Pissy Quarry
Burkina Faso
Pissy Quarry is an indescribable and unimaginable place. Every day, from sunrise to sundown, people descend into the mine to break stones. Whole families work together, with children working alongside their parents, helping to increase the family income.
Every little income helps towards buying food and basic supplies, to school shoes. From around 7 a.m., the families begin their descent into the vast crater that is their workplace. The trail is very slippery and quite treacherous.
Most women wear flip flop sandals and many children walk barefoot. Work lasts between eight to ten hours a day, six or seven days a week. Stones are crushed by hand using heavy metal hand chisels and then loaded onto trays. These heavy trays are then balanced onto the worker’s head to be carried up out of the mine where they will be sold for very little profit.
Children toil in dangerous conditions. They are exposed to visible risks, injuries are common and the risk of internal disease is high. The mine is a place of unbearable intense heat. Tires are burned to help loosen rocks and children breathe in these toxic fumes that choke the air. As the hard granite is hammered with chisels, dust from the ground is dispersed into the air and mixes with the fine white powder that splinters from the granite as it is crushed into smaller stones.
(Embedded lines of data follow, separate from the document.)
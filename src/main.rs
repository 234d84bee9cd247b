// src/main.rs
// =============================================================================
// This is the entry point of our CLI application.
//
// What happens here:
// 1. Parse command-line arguments using clap
// 2. Crawl from the seed URL, logging progress to stderr
// 3. Print the collected images as JSON on stdout
// 4. Save the same JSON to a file
// 5. Exit with proper code (0 = crawl finished, 2 = configuration error)
//
// A failed file write is logged but still exits with 0: the crawl itself
// succeeded and its result is already on stdout.
// =============================================================================

// Module declarations - tells Rust about our other source files
mod cli;      // src/cli.rs - command-line parsing
mod crawl;    // src/crawl/ - the recursive crawler
mod error;    // src/error.rs - error types
mod output;   // src/output.rs - JSON output
mod scrape;   // src/scrape/ - fetching and parsing single pages

use anyhow::Result;
use clap::Parser;
use tokio::sync::mpsc;
use tracing_subscriber::{layer::SubscriberExt, util::SubscriberInitExt};

use cli::Cli;
use crawl::{log_events, Crawler};

#[tokio::main]
async fn main() {
    init_tracing();

    let exit_code = match run().await {
        Ok(()) => 0,
        Err(e) => {
            tracing::error!("{:#}", e);
            2
        }
    };

    std::process::exit(exit_code);
}

// Logs go to stderr so stdout only ever carries the JSON document
fn init_tracing() {
    tracing_subscriber::registry()
        .with(
            tracing_subscriber::EnvFilter::try_from_default_env()
                .unwrap_or_else(|_| "img_crawler=info".into()),
        )
        .with(tracing_subscriber::fmt::layer().with_writer(std::io::stderr))
        .init();
}

async fn run() -> Result<()> {
    // Parse command-line arguments into our Cli struct
    // This will automatically handle --help, --version, etc.
    let cli = Cli::parse();
    let seed = cli.seed()?;

    let (events_tx, events_rx) = mpsc::unbounded_channel();
    let crawler = Crawler::new(cli.crawl_options())?.with_events(events_tx);
    let event_logger = tokio::spawn(log_events(events_rx));

    tracing::info!(%seed, max_depth = cli.max_depth, "starting crawl");

    crawler.crawl(&seed).await;
    let images = crawler.images().await;
    let pages_visited = crawler.pages_visited();

    // Dropping the crawler closes the event channel, which lets the logger
    // task finish and hand back its totals
    drop(crawler);
    let stats = event_logger.await?;

    tracing::info!(pages_visited, summary = %stats, "crawl finished");
    if stats.pages_failed > 0 {
        tracing::warn!(
            "{} page(s) could not be processed, their images are missing from the output",
            stats.pages_failed
        );
    }

    let json = output::to_json(&images)?;
    println!("{}", json);

    match output::write_json(&cli.output, &json).await {
        Ok(()) => tracing::info!(path = %cli.output.display(), "JSON file has been saved."),
        Err(e) => tracing::error!("{}", e),
    }

    Ok(())
}
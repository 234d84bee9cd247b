// src/scrape/html.rs
// =============================================================================
// This module pulls links and images out of HTML pages.
//
// We use the `scraper` crate which:
// - Parses HTML into a DOM (Document Object Model)
// - Supports CSS selectors for finding elements
// - Is built on html5ever (Mozilla's HTML parser)
//
// Links are resolved to absolute URLs (see url.rs) and deduplicated.
// Images are recorded exactly as written in the page's src attribute.
// =============================================================================

use scraper::{Html, Selector};
use serde::{Deserialize, Serialize};
use std::collections::HashSet;

use super::url::resolve;

// One image found while crawling
//
// Serialized as {"imageUrl": ..., "sourceUrl": ..., "depth": ...}
// An <img> without src has no "imageUrl" key at all.
#[derive(Debug, Clone, PartialEq, Eq, Serialize, Deserialize)]
#[serde(rename_all = "camelCase")]
pub struct ImageRecord {
    /// The raw src attribute, possibly relative
    #[serde(default, skip_serializing_if = "Option::is_none")]
    pub image_url: Option<String>,
    /// The absolute URL of the page the image was found on
    pub source_url: String,
    /// How many link hops from the seed page
    pub depth: u32,
}

// Everything the crawler needs from one page
#[derive(Debug, Default)]
pub struct PageContent {
    pub links: Vec<String>,
    pub images: Vec<ImageRecord>,
}

// Parses a page body and extracts its links and images in one pass over the
// same document
//
// Parameters:
//   html: raw page body
//   source_url: the absolute URL the body was fetched from
//   origin: origin of source_url, used to resolve relative hrefs
//   depth: crawl depth of this page
//   max_links: optional cap on how many links to keep
pub fn parse_page(
    html: &str,
    source_url: &str,
    origin: &str,
    depth: u32,
    max_links: Option<usize>,
) -> PageContent {
    let document = Html::parse_document(html);

    PageContent {
        links: extract_links(&document, origin, max_links),
        images: extract_images(&document, source_url, depth),
    }
}

// Returns the absolute URLs of every <a href> on the page
//
// Order follows the document, duplicates keep their first occurrence.
// Example:
//   <a href="/a"></a> <a href="mailto:x@y"></a> <a href="/a"></a>
//   origin = "https://example.com"
//   result = ["https://example.com/a"]
pub fn extract_links(document: &Html, origin: &str, max_links: Option<usize>) -> Vec<String> {
    // Constant selector, known to be valid
    let selector = Selector::parse("a").unwrap();

    let mut seen = HashSet::new();
    let mut links = Vec::new();

    for element in document.select(&selector) {
        let Some(href) = element.value().attr("href") else {
            continue;
        };

        if let Some(absolute_url) = resolve(href, origin) {
            if seen.insert(absolute_url.clone()) {
                links.push(absolute_url);
            }
        }
    }

    if let Some(max) = max_links {
        links.truncate(max);
    }

    links
}

// Returns one ImageRecord per <img> in document order
pub fn extract_images(document: &Html, source_url: &str, depth: u32) -> Vec<ImageRecord> {
    let selector = Selector::parse("img").unwrap();

    document
        .select(&selector)
        .map(|element| ImageRecord {
            image_url: element.value().attr("src").map(str::to_string),
            source_url: source_url.to_string(),
            depth,
        })
        .collect()
}

// -----------------------------------------------------------------------------
// NOTES:
//
// 1. Why is Html never kept around?
//    - scraper::Html is not Send, so it cannot live across an .await in a
//      future that tokio might move between threads
//    - parse_page turns it into plain Strings before returning
//
// 2. What happens to an <img> without src?
//    - It still gets a record, with image_url = None
//    - Lazy-loaded images (data-src=...) show up this way
// -----------------------------------------------------------------------------
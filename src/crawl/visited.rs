// src/crawl/visited.rs
// URLs already handed to the fetcher during one crawl run.

use dashmap::DashSet;

#[derive(Debug, Default)]
pub struct VisitedSet {
    urls: DashSet<String>,
}

impl VisitedSet {
    pub fn new() -> Self {
        Self::default()
    }

    /// Marks `url` as visited. Returns false if it was already there.
    ///
    /// Check and insert happen under the same shard lock, so two tasks that
    /// find the same link at once cannot both get `true`.
    pub fn try_claim(&self, url: &str) -> bool {
        self.urls.insert(url.to_string())
    }

    pub fn len(&self) -> usize {
        self.urls.len()
    }
}
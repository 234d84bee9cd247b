// src/crawl/options.rs
// =============================================================================
// Knobs for a crawl run.
//
// Defaults:
// - timeout: 1000 ms per request
// - max_links: 20 links followed per page
// - concurrency: 50 fetches in flight at once
// =============================================================================

use std::time::Duration;

use crate::error::{CrawlError, Result};

#[derive(Debug, Clone)]
pub struct CrawlOptions {
    /// Pages deeper than this are never fetched. The seed is depth 0.
    pub max_depth: u32,
    /// Per-request timeout
    pub timeout: Duration,
    /// How many links to follow from one page, None = all of them
    pub max_links: Option<usize>,
    /// Upper bound on fetches in flight at the same time
    pub concurrency: usize,
    pub user_agent: String,
}

impl Default for CrawlOptions {
    fn default() -> Self {
        Self {
            max_depth: 1,
            timeout: Duration::from_millis(1000),
            max_links: Some(20),
            concurrency: 50,
            user_agent: concat!("img-crawler/", env!("CARGO_PKG_VERSION")).to_string(),
        }
    }
}

impl CrawlOptions {
    pub fn with_max_depth(mut self, max_depth: u32) -> Self {
        self.max_depth = max_depth;
        self
    }

    pub fn with_timeout(mut self, timeout: Duration) -> Self {
        self.timeout = timeout;
        self
    }

    // 0 means "no cap"
    pub fn with_max_links(mut self, max_links: usize) -> Self {
        self.max_links = if max_links == 0 { None } else { Some(max_links) };
        self
    }

    pub fn with_concurrency(mut self, concurrency: usize) -> Self {
        self.concurrency = concurrency;
        self
    }

    pub fn with_user_agent(mut self, user_agent: String) -> Self {
        self.user_agent = user_agent;
        self
    }

    pub fn validate(&self) -> Result<()> {
        if self.concurrency == 0 {
            return Err(CrawlError::Configuration(
                "concurrency must be at least 1".to_string(),
            ));
        }
        if self.timeout.is_zero() {
            return Err(CrawlError::Configuration(
                "timeout must be greater than zero".to_string(),
            ));
        }
        Ok(())
    }
}

#[cfg(test)]
mod tests {
    use super::*;

    #[test]
    fn test_defaults() {
        let options = CrawlOptions::default();
        assert_eq!(options.timeout, Duration::from_millis(1000));
        assert_eq!(options.max_links, Some(20));
        assert!(options.user_agent.starts_with("img-crawler/"));
        assert!(options.validate().is_ok());
    }

    #[test]
    fn test_zero_max_links_means_unlimited() {
        let options = CrawlOptions::default().with_max_links(0);
        assert_eq!(options.max_links, None);
    }

    #[test]
    fn test_zero_concurrency_rejected() {
        let err = CrawlOptions::default().with_concurrency(0).validate().unwrap_err();
        assert!(matches!(err, CrawlError::Configuration(_)));
    }

    #[test]
    fn test_zero_timeout_rejected() {
        let err = CrawlOptions::default()
            .with_timeout(Duration::ZERO)
            .validate()
            .unwrap_err();
        assert!(matches!(err, CrawlError::Configuration(_)));
    }
}
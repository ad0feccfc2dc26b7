//! Inspect traced Linux processes: register words and installed seccomp filters.

#[macro_use]
pub mod error;

pub mod arch;
pub mod dump;
pub mod filter;
pub mod raw;
pub mod regs;
pub mod session;

pub use arch::Arch;
pub use dump::dump_filters;
pub use error::{Error, Result};
pub use filter::{Instruction, SeccompProgram};
pub use regs::{RegisterDescriptor, Width, REGISTER_IMAGE_CEILING};
pub use session::{Event, State, Stop, TraceSession, DEFAULT_OPTIONS};

pub use nix::sys::ptrace::Options;
pub use nix::unistd::Pid;

/// POSIX signal.
pub use nix::sys::signal::Signal;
A layer of dark dust and white powder cover the clothes and skin of each child in the mine. Yet in the midst of this hardship there is a place of hope. Some of the younger children are dropped off at the Bisongo daycare early in the morning as their parents make their way to the mine. The Center is a safe place where children can laugh and play and make friends. Here they are free to learn, to explore and discover their environment. Close to the mine, in a small dusty playground, children are free to run around and play games. I met their teacher, Paul, a man with amazing patience and the skills to keep the children both disciplined and engaged. Paul leads them in creative activities such as singing or using their fingers to draw in the playground dust. There is a time for learning to read and write and to learn to count, and then you see the children sit quietly on a mini chairs or wood bench and listen attentively to their teacher. Paul asks a question and everyone puts up a hand to give him an answer.